• [WHAT YOU SHOULD DO]: Return the exact lines spanning from the line with "for one object)." through the last line of the entries, boundaries included, and no others.

• [INPUT MATERIAL]:
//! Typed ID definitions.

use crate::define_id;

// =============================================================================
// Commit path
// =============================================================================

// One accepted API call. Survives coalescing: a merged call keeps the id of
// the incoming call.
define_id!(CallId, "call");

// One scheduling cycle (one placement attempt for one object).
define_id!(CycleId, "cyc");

• [EXERCISE OUTPUT]:
// One scheduling cycle (one placement attempt for one object).
define_id!(CycleId, "cyc");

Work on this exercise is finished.